MATERIAL FOR THIS EXERCISE:
>>>

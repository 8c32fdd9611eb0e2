use core::alloc::{GlobalAlloc, Layout};

use crate::{
  config::ALIGNMENT,
  heap::Heap,
  source::{HeapSource, SystemSource},
  stats::HeapStats,
};

/// A spin locked [`Heap`] that can be used as the global allocator.
///
/// ```rust,ignore
/// #[global_allocator]
/// static HEAP: segalloc::SpinLockedHeap = segalloc::SpinLockedHeap::new();
/// ```
///
/// Layouts aligned beyond [`ALIGNMENT`] are refused with null, as are
/// requests the heap itself rejects. A logger installed while this is the
/// global allocator must not allocate at `debug` level or below.
pub struct SpinLockedHeap<S: HeapSource = SystemSource>(spin::Mutex<Heap<S>>);

impl SpinLockedHeap<SystemSource> {
  pub const fn new() -> Self {
    Self(spin::Mutex::new(Heap::new()))
  }
}

impl Default for SpinLockedHeap<SystemSource> {
  fn default() -> Self {
    Self::new()
  }
}

impl<S: HeapSource> SpinLockedHeap<S> {
  pub const fn with_source(source: S) -> Self {
    Self(spin::Mutex::new(Heap::with_source(source)))
  }

  pub fn stats(&self) -> HeapStats {
    self.0.lock().stats()
  }

  pub fn lock(&self) -> spin::MutexGuard<'_, Heap<S>> {
    self.0.lock()
  }
}

unsafe impl<S: HeapSource + Send> GlobalAlloc for SpinLockedHeap<S> {
  unsafe fn alloc(
    &self,
    layout: Layout,
  ) -> *mut u8 {
    if layout.align() > ALIGNMENT {
      return core::ptr::null_mut();
    }

    self.0.lock().allocate(layout.size())
  }

  unsafe fn dealloc(
    &self,
    ptr: *mut u8,
    _layout: Layout,
  ) {
    unsafe { self.0.lock().release(ptr) }
  }

  unsafe fn realloc(
    &self,
    ptr: *mut u8,
    layout: Layout,
    new_size: usize,
  ) -> *mut u8 {
    if layout.align() > ALIGNMENT {
      return core::ptr::null_mut();
    }

    unsafe { self.0.lock().reallocate(ptr, new_size) }
  }

  unsafe fn alloc_zeroed(
    &self,
    layout: Layout,
  ) -> *mut u8 {
    if layout.align() > ALIGNMENT {
      return core::ptr::null_mut();
    }

    self.0.lock().zero_allocate(1, layout.size())
  }
}
use crate::{
  bins::bin_index,
  block::BlockHeader,
  config::{ALIGNMENT, BIN_COUNT},
  error::IntegrityError,
  source::HeapSource,
};

use super::Heap;

fn expect(
  counter: &'static str,
  recorded: usize,
  actual: usize,
) -> Result<(), IntegrityError> {
  if recorded == actual {
    Ok(())
  } else {
    Err(IntegrityError::CounterDrift {
      counter,
      recorded,
      actual,
    })
  }
}

impl<S: HeapSource> Heap<S> {
  /// Walks every resident block and every bin and checks the heap's
  /// structural invariants against each other and against the counters.
  ///
  /// Mapped blocks are only visible through the counters.
  pub fn audit(&self) -> Result<(), IntegrityError> {
    let mut resident_blocks = 0;
    let mut resident_bytes = 0;
    let mut free_blocks = 0;
    let mut free_bytes = 0;
    let mut previous: *mut BlockHeader = std::ptr::null_mut();

    for block in self.blocks.iter() {
      let addr = block as usize;

      unsafe {
        if (*block).addr_prev != previous {
          return Err(IntegrityError::BrokenLink { addr });
        }
        if !previous.is_null() && BlockHeader::end(previous) as usize > addr {
          return Err(IntegrityError::Unordered { addr });
        }
        if (*block).mapped {
          return Err(IntegrityError::StrayMapping { addr });
        }
        if (*block).size % ALIGNMENT != 0 {
          return Err(IntegrityError::Misaligned {
            addr,
            size: (*block).size,
          });
        }
        if !previous.is_null()
          && (*previous).is_free
          && (*block).is_free
          && BlockHeader::borders(previous, block)
        {
          return Err(IntegrityError::Uncoalesced {
            left: previous as usize,
            right: addr,
          });
        }

        resident_blocks += 1;
        resident_bytes += (*block).size;
        if (*block).is_free {
          free_blocks += 1;
          free_bytes += (*block).size;
        }
      }

      previous = block;
    }

    if previous != self.blocks.wilderness() {
      return Err(IntegrityError::BrokenLink {
        addr: self.blocks.wilderness() as usize,
      });
    }

    let mut binned = 0;

    for bin in 0..BIN_COUNT {
      let mut current = self.bins.head(bin);
      let mut last_size = 0;

      while !current.is_null() {
        let addr = current as usize;

        unsafe {
          if !(*current).is_free {
            return Err(IntegrityError::OccupiedInBin { addr, bin });
          }
          let expected = bin_index((*current).size);
          if expected != bin {
            return Err(IntegrityError::Misfiled {
              addr,
              found: bin,
              expected,
            });
          }
          if (*current).size < last_size {
            return Err(IntegrityError::BinUnsorted { bin, addr });
          }

          last_size = (*current).size;
          current = (*current).bin_next;
        }

        binned += 1;
      }
    }

    if binned != free_blocks {
      return Err(IntegrityError::Unbinned {
        binned,
        free: free_blocks,
      });
    }

    let stats = self.stats;
    expect("resident blocks", self.blocks.len(), resident_blocks)?;
    expect("free blocks", stats.free_blocks, free_blocks)?;
    expect("free bytes", stats.free_bytes, free_bytes)?;
    expect(
      "allocated blocks",
      stats.allocated_blocks,
      resident_blocks + stats.mapped_blocks,
    )?;
    expect(
      "allocated bytes",
      stats.allocated_bytes,
      resident_bytes + stats.mapped_bytes,
    )?;

    Ok(())
  }
}

#[cfg(test)]
mod tests {
  use crate::{Heap, error::IntegrityError, source::ReservedSource};

  #[test]
  fn test_empty_heap_is_sound() {
    let heap = Heap::with_source(ReservedSource::new(4096).unwrap());
    assert_eq!(heap.audit(), Ok(()));
  }

  #[test]
  fn test_counter_drift_is_reported() {
    let mut heap = Heap::with_source(ReservedSource::new(4096).unwrap());
    let _p = heap.allocate(100);

    heap.stats.free_bytes += 8;

    assert_eq!(
      heap.audit(),
      Err(IntegrityError::CounterDrift {
        counter: "free bytes",
        recorded: 8,
        actual: 0,
      })
    );
  }

  #[test]
  fn test_occupied_block_in_bin_is_reported() {
    let mut heap = Heap::with_source(ReservedSource::new(4096).unwrap());
    let p = heap.allocate(100);
    let _guard = heap.allocate(100);

    unsafe {
      heap.release(p);
      let block = heap.bins.head(0);
      (*block).is_free = false;

      assert_eq!(
        heap.audit(),
        Err(IntegrityError::OccupiedInBin {
          addr: block as usize,
          bin: 0,
        })
      );
    }
  }
}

<<<

REQUIRED ACTION: What lines in the material above include "HeapSource"? Copy every one of them.

RESULT FOR THIS EXERCISE:
  source::{HeapSource, SystemSource},
pub struct SpinLockedHeap<S: HeapSource = SystemSource>(spin::Mutex<Heap<S>>);
impl<S: HeapSource> SpinLockedHeap<S> {
unsafe impl<S: HeapSource + Send> GlobalAlloc for SpinLockedHeap<S> {
  source::HeapSource,
impl<S: HeapSource> Heap<S> {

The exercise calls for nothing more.